PROBLEM TO SOLVE: Tally the lines below that contain the word "PartialEq", then give the tally alone.

Stored data:
■ ■ ■ ■ ■ ■ ■

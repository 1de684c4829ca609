/*!
Discovers the contests present in a corpus of cast vote records and lays them
out as CSV columns.

The engine works in two passes over the records:

1. every contest, option and selection value is fed to a [`ContestAggregator`],
   which is then frozen into a [`SchemaRegistry`] by [`build_schema`];
2. every record is projected into a [`CvrRow`] that carries the schema and
   only marks the columns the record touches.

```
use cvr_schema::*;

let mut agg = ContestAggregator::new();
let contest = agg.get_or_create_contest("1", "Mayor", "REP");
contest.add_participant();
contest.get_or_create_option("11", "Smith").get_or_create_selection("1", "").add_vote();

let schema = build_schema(&agg);
let mut row = CvrRow::new(RowShape::SingleFile);
row.attach_schema(&schema);
row.mark_contest_column("REP", "1", "Mayor", "11", "Smith", "1")?;
assert_eq!(row.format_row(), ",,,,,,,1");
# Ok::<(), SchemaError>(())
```
*/

mod aggregator;
mod config;
mod row;
mod schema;
mod stats;

use log::{debug, info};

pub use crate::aggregator::*;
pub use crate::config::*;
pub use crate::row::*;
pub use crate::schema::*;
pub use crate::stats::*;

/// Registers one column per contest, immediately followed by one column per
/// option of that contest.
///
/// Contests are visited by party label and name, options by name, so that the
/// columns of a party stay contiguous.
pub fn build_schema(aggregator: &ContestAggregator) -> SchemaRegistry {
    let mut schema = SchemaRegistry::new();
    for contest in aggregator.sorted_contests() {
        let idx = schema.add_column(contest.party(), contest.id(), &clean_value(contest.name()));
        debug!(
            "build_schema: contest {:?} party {:?} -> column {}",
            contest.name(),
            contest.party(),
            idx
        );
        for option in contest.sorted_options() {
            schema.add_column(contest.party(), &option.id, &clean_value(&option.name));
        }
    }
    info!(
        "Built contest column schema: {} contests, {} columns",
        aggregator.len(),
        schema.len()
    );
    schema
}

/// The totals of a pass, laid out on the columns of a schema: the participant
/// count for a contest column, the sum of the votes for an option column.
///
/// Columns that the aggregator never saw stay empty.
pub fn column_totals(schema: &SchemaRegistry, aggregator: &ContestAggregator) -> Vec<Option<u64>> {
    let mut res: Vec<Option<u64>> = vec![None; schema.len()];
    for contest in aggregator.sorted_contests() {
        let contest_name = clean_value(contest.name());
        let contest_idx =
            match schema.find_contest_column_index(contest.party(), contest.id(), &contest_name) {
                Some(x) => x,
                None => {
                    debug!("column_totals: contest {:?} not in schema", contest.key);
                    continue;
                }
            };
        res[contest_idx] = Some(contest.participant_count);
        for option in contest.sorted_options() {
            let (_, option_idx) = schema.find_contest_option_column_indices(
                contest.party(),
                contest.id(),
                &contest_name,
                &option.id,
                &clean_value(&option.name),
            );
            if let Some(idx) = option_idx {
                *res[idx].get_or_insert(0) += option.total_votes();
            }
        }
    }
    res
}
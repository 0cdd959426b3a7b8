//! Spline data model: ordered keys with unique, strictly ascending timestamps.

use serde::{Deserialize, Serialize};

use crate::error::{AnimationError, Result};
use crate::time::SplineTimeStamp;
use crate::value::{Value, ValueKind};

/// 2D vector used for key tangents (x = time offset, y = value offset).
#[derive(Clone, Copy, Debug, Default, Serialize, Deserialize, PartialEq)]
pub struct Vec2 {
    pub x: f32,
    pub y: f32,
}

impl Vec2 {
    pub const ZERO: Vec2 = Vec2 { x: 0.0, y: 0.0 };

    pub const fn new(x: f32, y: f32) -> Self {
        Self { x, y }
    }
}

/// Bezier tangents of a key: `in` arrives at the key, `out` departs from it.
#[derive(Clone, Copy, Debug, Default, Serialize, Deserialize, PartialEq)]
pub struct Tangents {
    #[serde(rename = "in")]
    pub r#in: Vec2,
    #[serde(rename = "out")]
    pub r#out: Vec2,
}

impl Tangents {
    pub const FLAT: Tangents = Tangents {
        r#in: Vec2::ZERO,
        r#out: Vec2::ZERO,
    };
}

#[derive(Clone, Copy, Debug, Serialize, Deserialize, PartialEq, Eq)]
pub enum KeyShape {
    /// Value only
    Basic,
    /// Value plus in/out tangents; required for bezier evaluation
    Tangents,
}

#[derive(Clone, Copy, Debug, Serialize, Deserialize, PartialEq)]
pub struct SplineKey {
    pub value: Value,
    #[serde(default)]
    pub tangents: Option<Tangents>,
}

impl SplineKey {
    pub fn basic(value: Value) -> Self {
        Self {
            value,
            tangents: None,
        }
    }

    pub fn with_tangents(value: Value, tan_in: Vec2, tan_out: Vec2) -> Self {
        Self {
            value,
            tangents: Some(Tangents {
                r#in: tan_in,
                r#out: tan_out,
            }),
        }
    }

    #[inline]
    pub fn shape(&self) -> KeyShape {
        if self.tangents.is_some() {
            KeyShape::Tangents
        } else {
            KeyShape::Basic
        }
    }
}

/// A typed key series. Timestamps and keys are kept in parallel vectors so
/// segment lookups only touch the timestamp slice.
#[derive(Clone, Debug, PartialEq)]
pub struct Spline {
    key_shape: KeyShape,
    value_kind: ValueKind,
    timestamps: Vec<SplineTimeStamp>,
    keys: Vec<SplineKey>,
}

impl Spline {
    pub fn new(key_shape: KeyShape, value_kind: ValueKind) -> Self {
        Self {
            key_shape,
            value_kind,
            timestamps: Vec::new(),
            keys: Vec::new(),
        }
    }

    #[inline]
    pub fn key_shape(&self) -> KeyShape {
        self.key_shape
    }

    #[inline]
    pub fn value_kind(&self) -> ValueKind {
        self.value_kind
    }

    fn check_key(&self, key: &SplineKey) -> Result<()> {
        if key.value.kind() != self.value_kind {
            return Err(AnimationError::KeyTypeMismatch {
                expected: self.value_kind,
                actual: key.value.kind(),
            });
        }
        if key.shape() != self.key_shape {
            return Err(AnimationError::KeyShapeMismatch {
                expected: format!("{:?}", self.key_shape),
            });
        }
        Ok(())
    }

    /// Insert a key (or replace the key at an equal timestamp) and return its
    /// index. Indices shift on later inserts/removals; re-resolve by timestamp.
    pub fn set_key(&mut self, timestamp: SplineTimeStamp, key: SplineKey) -> Result<usize> {
        self.check_key(&key)?;
        match self.timestamps.binary_search(&timestamp) {
            Ok(idx) => {
                self.keys[idx] = key;
                Ok(idx)
            }
            Err(idx) => {
                self.timestamps.insert(idx, timestamp);
                self.keys.insert(idx, key);
                Ok(idx)
            }
        }
    }

    pub fn remove_key(&mut self, index: usize) -> Result<()> {
        if index >= self.keys.len() {
            return Err(AnimationError::KeyIndexOutOfRange {
                index,
                len: self.keys.len(),
            });
        }
        self.timestamps.remove(index);
        self.keys.remove(index);
        Ok(())
    }

    pub fn remove_all_keys(&mut self) {
        self.timestamps.clear();
        self.keys.clear();
    }

    #[inline]
    pub fn num_keys(&self) -> usize {
        self.keys.len()
    }

    #[inline]
    pub fn is_empty(&self) -> bool {
        self.keys.is_empty()
    }

    #[inline]
    pub fn timestamps(&self) -> &[SplineTimeStamp] {
        &self.timestamps
    }

    #[inline]
    pub fn timestamp(&self, index: usize) -> Option<SplineTimeStamp> {
        self.timestamps.get(index).copied()
    }

    #[inline]
    pub fn key(&self, index: usize) -> Option<&SplineKey> {
        self.keys.get(index)
    }

    /// Index of the key stored at exactly `timestamp`.
    pub fn find_key(&self, timestamp: SplineTimeStamp) -> Option<usize> {
        self.timestamps.binary_search(&timestamp).ok()
    }

    /// Timestamp of the last key; the spline's natural duration.
    #[inline]
    pub fn last_timestamp(&self) -> SplineTimeStamp {
        self.timestamps.last().copied().unwrap_or(0)
    }
}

■ ■ ■ ■ ■ ■ ■

ANSWER TO THE EXERCISE: 5